Establishing Connection

  1. Open Tableau Desktop.
  2. Navigate to Connect > To a Server > More... > Other Databases (JDBC).
  3. Configure the connection URL based on your exposure strategy.

Standard Connection String Syntax:

jdbc:kyuubi://<HOST>:<PORT>/<DATABASE>;<SESSION_CONF>#<SPARK_CONF>
  • Local Port-Forward: jdbc:kyuubi://localhost:10009/default
  • LoadBalancer: jdbc:kyuubi://<EXTERNAL_IP>:10009/default
  1. Dialect: Select SQL92 if prompted, though the driver typically handles dialect negotiation.
  2. Authentication:
    • If Ilum is configured with Internal Auth, use your Ilum username and password.
    • If No Authentication is configured (dev mode), use anonymous as the username and leave the password blank.

Advanced Configuration

Spark Session Tuning

You can pass Spark configuration parameters directly through the JDBC URL to tune the session resources for specific Tableau workloads. This is critical for heavy aggregation tasks.

Example: Allocating more memory to the driver and executors

jdbc:kyuubi://<IP>:10009/default;spark.driver.memory=4g;spark.executor.memory=8g;spark.executor.cores=4

Connection Optimization

  • Live vs. Extract:

    • Live Connection: Submits a Spark job for every interaction in the dashboard. Best for massive datasets where freshness is critical. Note that Spark job startup time contributes to latency.
    • Extract: Imports data into Tableau's Hyper engine. Recommended for performance on datasets that fit in memory, as it avoids Spark overhead for interactive filtering.
  • Initial SQL: Use the "Initial SQL" tab in the Tableau connection dialog to set session-specific variables or register temporary functions before queries begin.

Usage Workflow

  1. Select Schema: Upon connection, select spark_catalog and the default (or target) database.
  2. Table Selection: Drag tables onto the canvas.
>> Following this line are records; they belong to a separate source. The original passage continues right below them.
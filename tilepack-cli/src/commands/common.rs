//! Argument parsing and output helpers shared across commands.

use console::style;
use serde_json::Value;
use tilepack::region::{LatLngBounds, Metadata, RegionRecord};

use crate::error::CliError;

/// Parse `S,W,N,E` into bounds.
pub fn parse_bounds(s: &str) -> Result<LatLngBounds, CliError> {
    let parts = s
        .split(',')
        .map(|p| p.trim().parse::<f64>())
        .collect::<Result<Vec<_>, _>>()
        .map_err(|e| CliError::InvalidArgument(format!("bounds '{}': {}", s, e)))?;

    match parts.as_slice() {
        [south, west, north, east] => Ok(LatLngBounds::from([[*south, *west], [*north, *east]])),
        _ => Err(CliError::InvalidArgument(format!(
            "bounds '{}': expected four numbers S,W,N,E",
            s
        ))),
    }
}

/// Parse `key=value`. Values that are valid JSON keep their type,
/// anything else is a string.
pub fn parse_meta(s: &str) -> Result<(String, Value), CliError> {
    let (key, value) = s
        .split_once('=')
        .ok_or_else(|| CliError::InvalidArgument(format!("metadata '{}': expected key=value", s)))?;

    let key = key.trim();
    if key.is_empty() {
        return Err(CliError::InvalidArgument(format!(
            "metadata '{}': empty key",
            s
        )));
    }

    let value = serde_json::from_str(value).unwrap_or_else(|_| Value::String(value.to_string()));
    Ok((key.to_string(), value))
}

pub fn metadata_from_pairs(pairs: &[String]) -> Result<Metadata, CliError> {
    pairs.iter().map(|p| parse_meta(p)).collect()
}

/// One line per region for `tilepack list`.
pub fn format_record(record: &RegionRecord) -> String {
    let definition = record.definition();
    let bounds = definition.bounds();
    format!(
        "{:>15}  z{}-{}  [{:.4},{:.4}] [{:.4},{:.4}]  {}  {}",
        record.id(),
        definition.min_zoom(),
        definition.max_zoom(),
        bounds.southwest.lat,
        bounds.southwest.lon,
        bounds.northeast.lat,
        bounds.northeast.lon,
        definition.style_reference(),
        Value::Object(record.metadata().clone()),
    )
}

pub fn print_records(records: &[RegionRecord]) {
    if records.is_empty() {
        println!("No offline regions.");
        return;
    }

    println!(
        "{}",
        style(format!(
            "{:>15}  {:<7}  {:<37}  {}  {}",
            "ID", "ZOOM", "BOUNDS", "STYLE", "METADATA"
        ))
        .bold()
    );
    for record in records {
        println!("{}", format_record(record));
    }
}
Ilum supports Federation, so you may see tables from multiple catalogs (Iceberg, Delta Lake, Hudi) if configured.

Tableau Data Source

  1. Visualization: Proceed to Sheet 1. Columns are mapped to Spark SQL data types.

Tableau Chart

Custom SQL

For complex analytics, prefer using Custom SQL in the data source tab rather than joining huge tables in the Tableau UI. This allows you to write optimized Spark SQL queries (e.g., pre-aggregating data) that push the computational load to the Ilum cluster rather than retrieving raw rows.

Troubleshooting

ClassNotFoundException

Symptom: Tableau fails to connect with a "driver not found" error. Resolution: Verify that the kyuubi-hive-jdbc-shaded jar is in the correct Drivers folder and that Tableau has been restarted. Ensure you are not using the standard Apache Hive driver, as it may lack specific protocol support for Kyuubi.

Connection Timeout

Symptom: Connection hangs or times out. Resolution:

  1. Check network connectivity to the LoadBalancer IP on port 10009 using telnet or nc.
  2. If using port-forward, ensure the terminal session is still active.
  3. Spark sessions may take time to initialize. Increase the connection timeout setting in Tableau if possible.